URGE2010 »

Seminar Fall

Thursday, Dec 2

An introduction to Python

Bobby Dygert, Matt Heavner, Michael Skvarch, Devanshu Pandey, John Ringland

Max's Idle transcript. See also this tutorial.

Prof. Carbonara's data-scraping/plotting problem: joaquin.py (now includes lines to save as png & svg), joaquin2.py (skips over the non-data), balloon_launch.txt (whole file including headers), balloon_launch.dat (just the data). Bobby suggests that "regular expressions" would be useful here: an example of pattern matching using re: reg.py.

A Matlab to NumPy translation: cheb.m, cheb.py. See also Numpy for Matlab Users.

Really nice plots with matplotlib: matplotlib_ellipses.py

. See also this gallery.

Thursday, Nov 25 Thanksgiving Break


Thursday, Nov 18

Roundtable discussion of research project status, publication and conference activities and plans.


Friday, Nov 12

Alberto Apostolico

has accepted Valentin's invitation to visit and give a talk on a high level view of pattern matching and the discovery of surprising motifs in sequences.


Thursday, Nov 11, 3:30pm

Eric Allender

CSE distinguished speaker series


Sep 30: (4:30pm start)

P, NP, and the Open-Source Model

Kenneth W. Regan

UB Computer Sci. & Eng.

Dr. Vinay Deolaikar of Hewlett Packard Labs in Palo Alto, CA, has claimed a proof of P != NP, which is one of the six remaining Millennium Prize Problems in Mathematics, as well as the great 54-year open problem in theoretical computer science. After a leak and wide news dissemination disrupted his original desire for private circulation of his 102-page draft paper, he released it on Aug. 8th and consented to have it linked and discussed on the weblog of Professor Richard J. Lipton of Gerogia Tech, rjlipton.wordpress.com, on which I am the chief assistant. The story beyond the story is that over the next 12 days an unprecedented---and notably civil---Internet discussion of the paper's merits and flaws unfolded in over 1000 comments on that blog, plus a couple hundred on other blogs, by Fields Medalists Terence Tao and Timothy Gowers and leading CS researchers down to anonymous unknowns who wrote well and had good insight into the paper. I summarized them in the technical part of posts every other day, and all this was coordinated with a wiki page under the PolyMath framework for mass research collaboration sponsored by Gowers and others. This story was picked up by the NY Times, Forbes, Science News, other media, and hailed by writers such as Stephen Landsburg, http://www.thebigquestions.com/2010/08/16/o-brave-new-world/

My talk will introduce the P versus NP problem, and explain how it's almost a red herring, obscuring the real problem of our incredible lack of knowledge about the true power of computation. We have instead discovered barriers to gaining such knowledge, including one mechanism by which a "too-easy" proof of P != NP would damage the security of the RSA cryptosystem and so imperil the world economy. Next I will explain how Deolalikar's proof strategy attempts to evade the barriers, but evidently trips up on fundamentals. All of this speaks not only to the subject matter but also the human endeavor of targeting one's research. Then I will assess what happens to this endeavor when it goes to many humans, by appeal to what computer programmers have learned about Open-Source Software for decades.
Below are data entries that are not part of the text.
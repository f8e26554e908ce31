//! Failures surfaced by the post repository client.

use reqwest::StatusCode;
use thiserror::Error;

/// Which repository call failed; carries the request-specific message.
#[derive(Debug, Clone, Copy, PartialEq, Eq)]
pub enum RequestKind {
    List,
    Create,
    Update,
    Delete,
}

impl RequestKind {
    pub fn failure_message(self) -> &'static str {
        match self {
            Self::List => "Failed to fetch posts",
            Self::Create => "Failed to create post",
            Self::Update => "Failed to update post",
            Self::Delete => "Failed to delete post",
        }
    }
}

#[derive(Debug, Error)]
pub enum ClientError {
    #[error("request failed: {} (status {status})", .kind.failure_message())]
    RequestFailed { kind: RequestKind, status: StatusCode },
    #[error("request failed: {}: {source}", .kind.failure_message())]
    Transport {
        kind: RequestKind,
        #[source]
        source: reqwest::Error,
    },
    #[error("malformed response body for {kind:?}: {source}")]
    Decode {
        kind: RequestKind,
        #[source]
        source: serde_json::Error,
    },
    #[error("invalid api base url '{url}': {source}")]
    InvalidUrl {
        url: String,
        #[source]
        source: url::ParseError,
    },
    #[error("failed to build http client: {0}")]
    Build(#[source] reqwest::Error),
}

impl ClientError {
    pub fn kind(&self) -> Option<RequestKind> {
        match self {
            Self::RequestFailed { kind, .. }
            | Self::Transport { kind, .. }
            | Self::Decode { kind, .. } => Some(*kind),
            Self::InvalidUrl { .. } | Self::Build(_) => None,
        }
    }

    pub fn status(&self) -> Option<StatusCode> {
        match self {
            Self::RequestFailed { status, .. } => Some(*status),
            Self::Transport { source, .. } => source.status(),
            _ => None,
        }
    }
}

pub type ClientResult<T> = Result<T, ClientError>;
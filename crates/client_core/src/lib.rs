//! Client side of the posts browser: the HTTP repository, the list
//! controller that owns page state, and the form and card view models.

pub mod card;
pub mod config;
pub mod controller;
pub mod error;
pub mod form;
pub mod repository;

pub use card::{CardIntent, PostCard};
pub use config::{load_settings, ClientSettings};
pub use controller::{
    Confirm, DeleteResult, ListState, PendingDelete, PendingSubmit, PostListController,
    SubmitResult, DELETE_CONFIRMATION, POSTS_PER_PAGE,
};
pub use error::{ClientError, ClientResult, RequestKind};
pub use form::PostForm;
pub use repository::{HttpPostRepository, PostRepository};
//! Display model for a single post in the grid.

use shared::domain::{Post, PostId};

pub const TITLE_MAX_LINES: usize = 2;
pub const BODY_MAX_LINES: usize = 4;

#[derive(Debug, Clone, PartialEq, Eq)]
pub enum CardIntent {
    Edit(Post),
    Delete(PostId),
}

pub struct PostCard<'a> {
    post: &'a Post,
    deleting: bool,
}

impl<'a> PostCard<'a> {
    pub fn new(post: &'a Post, deleting: bool) -> Self {
        Self { post, deleting }
    }

    pub fn is_busy(&self) -> bool {
        self.deleting
    }

    pub fn edit(&self) -> CardIntent {
        CardIntent::Edit(self.post.clone())
    }

    /// `None` while this post is already being deleted.
    pub fn delete(&self) -> Option<CardIntent> {
        (!self.is_busy()).then_some(CardIntent::Delete(self.post.id))
    }

    pub fn delete_label(&self) -> &'static str {
        if self.is_busy() {
            "Deleting..."
        } else {
            "Delete"
        }
    }

    /// Renders the card as plain lines no wider than `width` columns.
    pub fn render(&self, width: usize) -> Vec<String> {
        let width = width.max(8);
        let mut lines = clamp_lines(&self.post.title, width, TITLE_MAX_LINES);
        lines.push(format!("User ID: {}", self.post.user_id));
        lines.extend(clamp_lines(&self.post.body, width, BODY_MAX_LINES));
        lines.push(format!(
            "[e{id}] Edit  [d{id}] {}",
            self.delete_label(),
            id = self.post.id
        ));
        lines
    }
}

/// Word-wraps `text` and keeps at most `max_lines`, ending a cut with `…`.
pub fn clamp_lines(text: &str, width: usize, max_lines: usize) -> Vec<String> {
    let wrapped = wrap_text(text, width);
    if wrapped.len() <= max_lines {
        return wrapped;
    }

    let mut kept: Vec<String> = wrapped.into_iter().take(max_lines).collect();
    if let Some(last) = kept.last_mut() {
        let mut shortened: String = last.chars().take(width.saturating_sub(1)).collect();
        shortened.push('…');
        *last = shortened;
    }
    kept
}

fn wrap_text(text: &str, width: usize) -> Vec<String> {
    let mut lines = Vec::new();
    for paragraph in text.lines() {
        let mut current = String::new();
        for word in paragraph.split_whitespace() {
            let needed = if current.is_empty() {
                word.chars().count()
            } else {
                current.chars().count() + 1 + word.chars().count()
            };
            if needed > width && !current.is_empty() {
                lines.push(std::mem::take(&mut current));
            }
            if !current.is_empty() {
                current.push(' ');
            }
            current.push_str(word);
            // Hard-split words longer than a whole line.
            while current.chars().count() > width {
                let head: String = current.chars().take(width).collect();
                let tail: String = current.chars().skip(width).collect();
                lines.push(head);
                current = tail;
            }
        }
        if !current.is_empty() {
            lines.push(current);
        }
    }
    lines
}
Here is the PDF of my talk. I added a slide with the links I used. I should also mention a much jazzier talk by Ron Fagin and Ryan Williams and others, with video, at http://www.almaden.ibm.com/cs/disciplines/pm/#PvNPtalk (IMHO, the objection about projections is much more telling---I tried to meet Ryan's objection at the time, and I might get back to it after other things calm down.)

Here's a Project Euclid page for the paper by Andrew Bremner which I mentioned: http://projecteuclid.org/DPubS?verb=Display&version=1.0&service=UI&handle=euclid.em/1243429952&page=record I've been attacking the equations with /Singular/, but no great success to date. But it's IMHO the one way an undergrad might stand a chance to "destroy the world economy" (quote by Alexander Razborov from the ASL meeting last March)---if you can find solutions at all sizes. The paper where my Montreal sabbatical host is involved, and with the link to Blum-Shub-Smale theory, is http://citeseerx.ist.psu.edu/viewdoc/summary?doi=10.1.1.154.1832 Smale's "problem" survey is linked from here: http://en.wikipedia.org/wiki/List_of_unsolved_problems_in_mathematics His book on B-S-S theory is reviewed at http://portal.acm.org/citation.cfm?id=504192.1005765


Sep 23: Gonsalves conclusion. Cusick on cryptography.